Stored data entries:

_ _ _ _

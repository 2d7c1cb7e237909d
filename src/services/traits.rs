use crate::error::TerminalError;
use crate::models::Coordinates;
use async_trait::async_trait;
use chrono_tz::Tz;
use serde_json::Value;

/// Source of raw terminal records
/// Swappable so the batch runner can be driven by a stub in tests
#[async_trait]
pub trait TerminalDirectory: Send + Sync {
    /// Fetch the raw JSON record for one terminal id
    async fn fetch(&self, id: &str) -> Result<Value, TerminalError>;

    /// Get the name of the directory source
    fn source_name(&self) -> &'static str;
}

/// City name -> coordinates
#[async_trait]
pub trait Geocoder: Send + Sync {
    /// Best single match for the query, or an error
    async fn geocode(&self, city_name: &str) -> Result<Coordinates, TerminalError>;
}

/// Coordinates -> IANA timezone
#[async_trait]
pub trait TimezoneLookup: Send + Sync {
    async fn timezone_at(&self, coordinates: Coordinates) -> Result<Tz, TerminalError>;
}
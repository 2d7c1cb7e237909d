use clap::Parser;

/// Check whether terminals are open right now, based on their published working hours
#[derive(Debug, Parser)]
#[command(name = "terminal-status", version, about)]
pub struct Args {
    /// Terminal ids to look up in the directory
    #[arg(value_name = "TERMINAL_ID", required = true, num_args = 1..)]
    pub terminal_ids: Vec<String>,
}
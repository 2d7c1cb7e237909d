use std::env;
use std::str::FromStr;
use std::time::Duration;

use reqwest::Client;

use crate::error::TerminalError;

/// Which weekday the directory numbers as `dow = 0`
#[derive(Debug, Clone, Copy, PartialEq, Eq, Default)]
pub enum WeekStart {
    #[default]
    Monday,
    Sunday,
}

impl FromStr for WeekStart {
    type Err = String;

    fn from_str(s: &str) -> Result<Self, Self::Err> {
        match s.trim().to_ascii_lowercase().as_str() {
            "monday" | "mon" => Ok(WeekStart::Monday),
            "sunday" | "sun" => Ok(WeekStart::Sunday),
            other => Err(format!("expected monday or sunday, got {other:?}")),
        }
    }
}

#[derive(Debug, Clone)]
pub struct Config {
    pub directory_url: String,
    pub geocoder_url: String,
    pub timezone_url: String,
    pub http_timeout_secs: u64,
    pub user_agent: String,
    pub log_level: String,
    pub week_start: WeekStart,
}

impl Default for Config {
    fn default() -> Self {
        Self {
            directory_url: "https://api.tport.online".to_string(),
            geocoder_url: "https://nominatim.openstreetmap.org".to_string(),
            timezone_url: "https://timeapi.io".to_string(),
            http_timeout_secs: 30,
            user_agent: "terminal_status".to_string(),
            log_level: "info".to_string(),
            week_start: WeekStart::Monday,
        }
    }
}

impl Config {
    pub fn from_env() -> Result<Self, TerminalError> {
        let _ = dotenvy::dotenv();
        let defaults = Self::default();

        Ok(Self {
            directory_url: string_or_default("TERMINAL_DIRECTORY_URL", defaults.directory_url),
            geocoder_url: string_or_default("GEOCODER_URL", defaults.geocoder_url),
            timezone_url: string_or_default("TIMEZONE_URL", defaults.timezone_url),
            http_timeout_secs: parse_or_default("HTTP_TIMEOUT_SECS", defaults.http_timeout_secs)?,
            user_agent: string_or_default("USER_AGENT", defaults.user_agent),
            log_level: string_or_default("LOG_LEVEL", defaults.log_level),
            week_start: parse_or_default("WEEK_START", defaults.week_start)?,
        })
    }

    /// Shared HTTP client for the directory, geocoder and timezone services
    pub fn http_client(&self) -> Result<Client, TerminalError> {
        let client = Client::builder()
            .timeout(Duration::from_secs(self.http_timeout_secs))
            .user_agent(self.user_agent.as_str())
            .build()?;
        Ok(client)
    }
}

fn string_or_default(key: &str, default: String) -> String {
    env::var(key)
        .ok()
        .map(|raw| raw.trim().trim_end_matches('/').to_string())
        .filter(|raw| !raw.is_empty())
        .unwrap_or(default)
}

fn parse_or_default<T>(key: &str, default: T) -> Result<T, TerminalError>
where
    T: FromStr,
    T::Err: std::fmt::Display,
{
    match env::var(key) {
        Ok(raw) => raw
            .parse::<T>()
            .map_err(|err| TerminalError::Config(format!("invalid {key}: {err}"))),
        Err(_) => Ok(default),
    }
}
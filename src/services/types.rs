use serde::Deserialize;

/// One hit from the Nominatim `/search` endpoint.
/// Nominatim serialises coordinates as strings
#[derive(Debug, Clone, Deserialize)]
pub struct NominatimPlace {
    pub lat: String,
    pub lon: String,
}

/// Response of the timeapi.io coordinate lookup
#[derive(Debug, Clone, Deserialize)]
#[serde(rename_all = "camelCase")]
pub struct CoordinateTimezone {
    /// IANA timezone name, e.g. `Europe/Moscow`
    pub time_zone: String,
}
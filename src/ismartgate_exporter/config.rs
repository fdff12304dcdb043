// ismartgate_exporter - Prometheus metrics exporter for iSmartGate devices
//
// Copyright 2022 Nick Pillitteri
//
// This program is free software: you can redistribute it and/or modify
// it under the terms of the GNU General Public License as published by
// the Free Software Foundation, either version 3 of the License, or
// (at your option) any later version.
//
// This program is distributed in the hope that it will be useful,
// but WITHOUT ANY WARRANTY; without even the implied warranty of
// MERCHANTABILITY or FITNESS FOR A PARTICULAR PURPOSE.  See the
// GNU General Public License for more details.
//
// You should have received a copy of the GNU General Public License
// along with this program.  If not, see <http://www.gnu.org/licenses/>.
//

use std::error;
use std::fmt;
use std::net::SocketAddr;
use std::time::Duration;

#[derive(Debug, Clone, Copy, PartialEq, Eq)]
pub enum ConfigError {
    MissingPassword,
    InvalidInterval,
}

impl fmt::Display for ConfigError {
    fn fmt(&self, f: &mut fmt::Formatter<'_>) -> fmt::Result {
        match self {
            Self::MissingPassword => write!(f, "a password for the device must be supplied"),
            Self::InvalidInterval => write!(f, "polling interval must be at least one second"),
        }
    }
}

impl error::Error for ConfigError {}

/// Everything needed to poll a device and export its temperature. Fixed at startup.
#[derive(Debug, Clone)]
pub struct DeviceConfig {
    pub host: String,
    pub username: String,
    pub password: String,
    pub interval: Duration,
    pub listen_port: u16,
    pub door: u32,
}

impl DeviceConfig {
    pub fn new(
        host: &str,
        username: &str,
        password: &str,
        interval_secs: u64,
        listen_port: u16,
        door: u32,
    ) -> Result<Self, ConfigError> {
        if password.is_empty() {
            return Err(ConfigError::MissingPassword);
        }

        if interval_secs == 0 {
            return Err(ConfigError::InvalidInterval);
        }

        Ok(DeviceConfig {
            host: host.to_owned(),
            username: username.to_owned(),
            password: password.to_owned(),
            interval: Duration::from_secs(interval_secs),
            listen_port,
            door,
        })
    }

    /// Address for the metrics server: all interfaces, since the point is to be scraped remotely.
    pub fn bind_addr(&self) -> SocketAddr {
        SocketAddr::from(([0, 0, 0, 0], self.listen_port))
    }
}
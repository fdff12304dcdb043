// ismartgate_exporter - Prometheus metrics exporter for iSmartGate devices
//
// Copyright 2022 Nick Pillitteri
//
// This program is free software: you can redistribute it and/or modify
// it under the terms of the GNU General Public License as published by
// the Free Software Foundation, either version 3 of the License, or
// (at your option) any later version.
//
// This program is distributed in the hope that it will be useful,
// but WITHOUT ANY WARRANTY; without even the implied warranty of
// MERCHANTABILITY or FITNESS FOR A PARTICULAR PURPOSE.  See the
// GNU General Public License for more details.
//
// You should have received a copy of the GNU General Public License
// along with this program.  If not, see <http://www.gnu.org/licenses/>.
//

use axum::extract::State;
use axum::http::header::CONTENT_TYPE;
use axum::http::StatusCode;
use axum::response::{IntoResponse, Response};
use axum::routing::get;
use axum::Router;
use prometheus_client::encoding::text::encode;
use prometheus_client::registry::Registry;
use std::sync::Arc;
use tower_http::trace::TraceLayer;

const TEXT_FORMAT: &str = "application/openmetrics-text; version=1.0.0; charset=utf-8";

/// State shared by every request to the metrics server.
#[derive(Debug)]
pub struct RequestContext {
    registry: Registry,
}

impl RequestContext {
    pub fn new(registry: Registry) -> Self {
        RequestContext { registry }
    }
}

/// Build a router that exposes the metrics in `context` at `/metrics` in text format.
pub fn router(context: Arc<RequestContext>) -> Router {
    Router::new()
        .route("/metrics", get(text_metrics))
        .layer(TraceLayer::new_for_http())
        .with_state(context)
}

async fn text_metrics(State(context): State<Arc<RequestContext>>) -> Response {
    let mut buf = String::new();

    match encode(&mut buf, &context.registry) {
        Ok(_) => {
            tracing::debug!(message = "encoded prometheus metrics to text format", num_bytes = buf.len());
            ([(CONTENT_TYPE, TEXT_FORMAT)], buf).into_response()
        }
        Err(e) => {
            tracing::error!(message = "error encoding metrics", error = %e);
            StatusCode::INTERNAL_SERVER_ERROR.into_response()
        }
    }
}

#[cfg(test)]
mod tests {
    use super::{router, RequestContext, TEXT_FORMAT};
    use crate::metrics::TemperatureMetrics;
    use prometheus_client::registry::Registry;
    use reqwest::header::CONTENT_TYPE;
    use reqwest::{Client, StatusCode};
    use std::net::SocketAddr;
    use std::sync::Arc;

    async fn spawn_server(registry: Registry) -> SocketAddr {
        let app = router(Arc::new(RequestContext::new(registry)));
        let server = axum::Server::bind(&SocketAddr::from(([127, 0, 0, 1], 0))).serve(app.into_make_service());
        let addr = server.local_addr();
        tokio::spawn(server);
        addr
    }

    #[tokio::test]
    async fn test_metrics_endpoint() {
        let mut reg = Registry::default();
        let metrics = TemperatureMetrics::new(&mut reg);
        metrics.temperature(1, 68.0);
        let addr = spawn_server(reg).await;

        let res = Client::new()
            .get(format!("http://{}/metrics", addr))
            .send()
            .await
            .unwrap();

        assert_eq!(StatusCode::OK, res.status());
        assert_eq!(TEXT_FORMAT, res.headers()[CONTENT_TYPE].to_str().unwrap());

        let body = res.text().await.unwrap();
        assert!(body.contains("temperature_fahrenheit{door=\"door1\"} 68.0"), "{}", body);
        assert!(body.ends_with("# EOF\n"), "{}", body);
    }

    #[tokio::test]
    async fn test_metrics_endpoint_sees_later_updates() {
        let mut reg = Registry::default();
        let metrics = TemperatureMetrics::new(&mut reg);
        let addr = spawn_server(reg).await;
        let client = Client::new();
        let url = format!("http://{}/metrics", addr);

        let before = client.get(&url).send().await.unwrap().text().await.unwrap();
        assert!(!before.contains("door1"), "{}", before);

        metrics.temperature(1, 41.0);
        let after = client.get(&url).send().await.unwrap().text().await.unwrap();
        assert!(after.contains("temperature_fahrenheit{door=\"door1\"} 41.0"), "{}", after);
    }

    #[tokio::test]
    async fn test_wrong_method_and_path() {
        let addr = spawn_server(Registry::default()).await;
        let client = Client::new();

        let res = client.post(format!("http://{}/metrics", addr)).send().await.unwrap();
        assert_eq!(StatusCode::METHOD_NOT_ALLOWED, res.status());

        let res = client.get(format!("http://{}/", addr)).send().await.unwrap();
        assert_eq!(StatusCode::NOT_FOUND, res.status());
    }
}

_ _ _ _

EXERCISE INSTRUCTIONS: Look for the string "derive" in the data above and return every line that has it.

FINISHED EXERCISE:
#[derive(Debug, Parser)]
#[derive(Debug, Clone, Copy, PartialEq, Eq, Default)]
#[derive(Debug, Clone)]
#[derive(Debug, Clone, Deserialize)]
#[derive(Debug, Clone, Deserialize)]
#[derive(Debug, Clone, Copy, PartialEq, Eq)]
#[derive(Debug, Clone)]
#[derive(Debug)]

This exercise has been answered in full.